The period covered by New Testament history was characterized by frequent and complicated changes in the political affairs of Judea and those countries round about. None of these are accurately described in the New Testament and yet it contains many allusions to them in an incidental way. Josephus gives a detailed account of them all. This fact affords a most excellent opportunity to test the accuracy of the sacred writers. Agreement can be accounted for on no ground except perfect information on both sides. The New Testament reader who has no other source of information is left in great confusion.
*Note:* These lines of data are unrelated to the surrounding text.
#[cfg(test)]
mod tests {
    use super::*;
    use async_trait::async_trait;
    use parking_lot::Mutex;

    use crate::config::{ExecutionConfig, OracleConfig};
    use crate::error::ExecutionError;
    use crate::execution::{CompletionProvider, CompletionRequest, CompletionResponse};
    use crate::intensity::{IntensitySample, IntensitySource};
    use crate::store::InMemoryJobStore;

    struct FixedSource(Mutex<Option<f64>>);

    #[async_trait]
    impl IntensitySource for FixedSource {
        async fn latest(&self) -> anyhow::Result<IntensitySample> {
            match *self.0.lock() {
                Some(v) => Ok(IntensitySample::new("US-MIDA-PJM", v, Utc::now())),
                None => anyhow::bail!("provider down"),
            }
        }

        async fn history(&self) -> anyhow::Result<Vec<IntensitySample>> {
            Ok(Vec::new())
        }
    }

    /// Answers with the user message, or fails when `fail` is set.
    struct ReplyProvider {
        fail: bool,
        requests: Mutex<Vec<CompletionRequest>>,
    }

    #[async_trait]
    impl CompletionProvider for ReplyProvider {
        fn name(&self) -> &str {
            "reply"
        }

        async fn complete(
            &self,
            request: CompletionRequest,
        ) -> std::result::Result<CompletionResponse, ExecutionError> {
            let user = request.messages[1].content.clone();
            self.requests.lock().push(request);
            if self.fail {
                return Err(ExecutionError::Transport("connection reset".into()));
            }
            Ok(CompletionResponse {
                text: format!("<p>{user}</p>"),
                completion_token_count: 4,
            })
        }
    }

    fn reply_provider(fail: bool) -> Arc<ReplyProvider> {
        Arc::new(ReplyProvider {
            fail,
            requests: Mutex::new(Vec::new()),
        })
    }

    fn oracle(reading: Option<f64>) -> Arc<IntensityOracle> {
        let config = OracleConfig {
            min_refresh_interval_secs: 0,
            ..OracleConfig::default()
        };
        Arc::new(IntensityOracle::new(
            Arc::new(FixedSource(Mutex::new(reading))),
            &config,
        ))
    }

    fn intake(store: &InMemoryJobStore, oracle: Arc<IntensityOracle>) -> Intake {
        Intake::new(
            Arc::new(store.clone()),
            oracle,
            IntakeConfig::default(),
            "PJM Interconnection",
        )
    }

    #[tokio::test]
    async fn test_submit_captures_baseline() {
        let oracle = oracle(Some(432.0));
        oracle.refresh().await.unwrap();
        let store = InMemoryJobStore::new();
        let intake = intake(&store, oracle);

        let id = intake
            .submit(IntakeRequest::new("write a haiku", "gpt-4o-mini", "12 hr"))
            .await
            .unwrap();

        let view = intake.get(id).await.unwrap();
        assert_eq!(view.status, JobStatus::Pending);
        assert_eq!(view.schedule, Window::TwelveHours);
        assert_eq!(view.carbon_intensity_scheduled, 432.0);
        assert_eq!(view.carbon_intensity_current, 432.0);
        assert!(view.carbon_intensity_dispatched.is_none());
    }

    #[tokio::test]
    async fn test_submit_without_reading_is_unavailable() {
        let store = InMemoryJobStore::new();
        let intake = intake(&store, oracle(None));

        let err = intake
            .submit(IntakeRequest::new("hi", "gpt-4o-mini", "6 hr"))
            .await
            .unwrap_err();
        assert!(matches!(err, SchedulerError::UpstreamUnavailable(_)));
        assert!(store.is_empty());
    }

    #[tokio::test]
    async fn test_validation_rejects_bad_requests() {
        let oracle = oracle(Some(300.0));
        oracle.refresh().await.unwrap();
        let store = InMemoryJobStore::new();
        let mut intake = intake(&store, oracle);
        intake.config.allowed_models = vec!["gpt-4o-mini".into()];

        for request in [
            IntakeRequest::new("   ", "gpt-4o-mini", "6 hr"),
            IntakeRequest::new("hi", "", "6 hr"),
            IntakeRequest::new("hi", "gpt-5", "6 hr"),
            IntakeRequest::new("hi", "gpt-4o-mini", "7 hr"),
        ] {
            let err = intake.submit(request).await.unwrap_err();
            assert!(matches!(err, SchedulerError::Validation(_)), "{err}");
        }
        assert!(store.is_empty());
    }

    #[tokio::test]
    async fn test_job_view_wire_names() {
        let mut job = Job::new("hi", "gpt-4o-mini", Window::SixHours, 310.0);
        job.latest_intensity = 295.0;
        let json = serde_json::to_value(JobView::from(&job)).unwrap();

        assert_eq!(json["schedule"], "6 hr");
        assert_eq!(json["status"], "pending");
        assert_eq!(json["carbonIntensity_scheduled"], 310.0);
        assert_eq!(json["carbonIntensity_current"], 295.0);
        assert!(json.get("carbonIntensity_dispatched").is_none());
        assert!(json.get("tokenCount").is_none());
    }

    #[tokio::test]
    async fn test_current_intensity_view() {
        let oracle = oracle(Some(389.0));
        oracle.refresh().await.unwrap();
        let store = InMemoryJobStore::new();
        let intake = intake(&store, oracle);

        let view = intake.current_intensity().unwrap();
        assert_eq!(view.carbon_intensity, 389.0);
        assert_eq!(view.zone, "US-MIDA-PJM");
        assert_eq!(view.zone_name, "PJM Interconnection");
        assert!(!view.stale);
    }

    #[tokio::test]
    async fn test_submit_stores_model_as_given() {
        let oracle = oracle(Some(300.0));
        oracle.refresh().await.unwrap();
        let store = InMemoryJobStore::new();
        let intake = intake(&store, oracle);

        let id = intake
            .submit(IntakeRequest::new("  keep my spacing ", "gpt-4o-mini", "24 hr"))
            .await
            .unwrap();
        let view = intake.get(id).await.unwrap();
        assert_eq!(view.prompt, "  keep my spacing ");
        assert_eq!(view.model, "gpt-4o-mini");

        let err = intake
            .submit(IntakeRequest::new("hi", " gpt-4o-mini ", "24 hr"))
            .await
            .unwrap_err();
        assert!(matches!(err, SchedulerError::Validation(_)));
        assert_eq!(store.len(), 1);
    }

    #[tokio::test]
    async fn test_send_now_runs_prompt_without_a_job() {
        let store = InMemoryJobStore::new();
        let provider = reply_provider(false);
        // No reading is needed: immediate sends ignore the grid.
        let intake = intake(&store, oracle(None)).with_adapter(Arc::new(ExecutionAdapter::new(
            provider.clone(),
            ExecutionConfig::default(),
        )));

        let result = intake.send_now("say hi", "gpt-4o-mini").await.unwrap();
        assert_eq!(result.text, "<p>say hi</p>");
        assert_eq!(result.token_count, 4);
        assert!(store.is_empty());

        let requests = provider.requests.lock();
        assert_eq!(requests.len(), 1);
        assert_eq!(requests[0].model, "gpt-4o-mini");
        assert_eq!(requests[0].max_output_tokens, 100);
        assert!(requests[0].messages[0].content.contains("HTML"));
    }

    #[tokio::test]
    async fn test_send_now_validates_before_calling() {
        let store = InMemoryJobStore::new();
        let provider = reply_provider(false);
        let intake = intake(&store, oracle(None)).with_adapter(Arc::new(ExecutionAdapter::new(
            provider.clone(),
            ExecutionConfig::default(),
        )));

        for (prompt, model) in [("", "gpt-4o-mini"), ("  ", "gpt-4o-mini"), ("hi", "")] {
            let err = intake.send_now(prompt, model).await.unwrap_err();
            assert!(matches!(err, SchedulerError::Validation(_)), "{err}");
        }
        assert!(provider.requests.lock().is_empty());
    }

    #[tokio::test]
    async fn test_send_now_surfaces_execution_failure() {
        let store = InMemoryJobStore::new();
        let intake = intake(&store, oracle(None)).with_adapter(Arc::new(ExecutionAdapter::new(
            reply_provider(true),
            ExecutionConfig::default(),
        )));

        let err = intake.send_now("hi", "gpt-4o-mini").await.unwrap_err();
        assert!(matches!(
            err,
            SchedulerError::ExecutionFailed(ExecutionError::Transport(_))
        ));
        assert!(store.is_empty());

        let bare = super::Intake::new(
            Arc::new(store.clone()),
            oracle(None),
            IntakeConfig::default(),
            "PJM Interconnection",
        );
        assert!(matches!(
            bare.send_now("hi", "gpt-4o-mini").await,
            Err(SchedulerError::Config(_))
        ));
    }
}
I was studying Acts 23 for our Sunday morning Bible class and came across Ananias the high priest, who holds a trial against Paul (Acts 23:2). What do we know about this high priest and when did he rule?
NLT Study Bible:
Ananias was the Jewish high priest from AD 47 to 58. – slap him: He apparently assumed that Paul was lying and tried to intimidate him.
ESV Study Bible:
I was surprised that ESV Study Bible did not give us any information about Ananias. At least the NLT Study Bible gives us the dates of his rule. Ananias is a fairly interesting person. The Expositor’s Bible Commentary states:
Ananias the son of Nedebaeus reigned as high priest from A.D. 48 to 58 or 59 and was known for his avarice and liberal use of violence. Josephus says he confiscated for himself the tithes given the ordinary priests and gave lavish bribes to Romans and also Jews (cf. Antiq. XX, 205-7 [ix.2], 213 [ix.4]). He was a brutal and scheming man, hated by Jewish nationalists for his pro-Roman policies. When the war with Rome began in A.D. 66, the nationalists burned his house (cf. Jos. War II, 426 [xvii.6]) and he was forced to flee to the palace of Herod the Great in the northern part of Jerusalem (ibid., 429 [xvii.6]). Ananias was finally trapped while hiding in an aqueduct on the palace grounds and was killed along with his brother Hezekiah (ibid., 441-42 [xvii.9]).
I think any of this information would have been useful for these study Bibles. The background information helps us understand why Ananias is quickly violent toward Paul and why Paul calls him a “white-washed wall.” Ananias was evil in the core, while pretending to be the holy high priest of the Jews.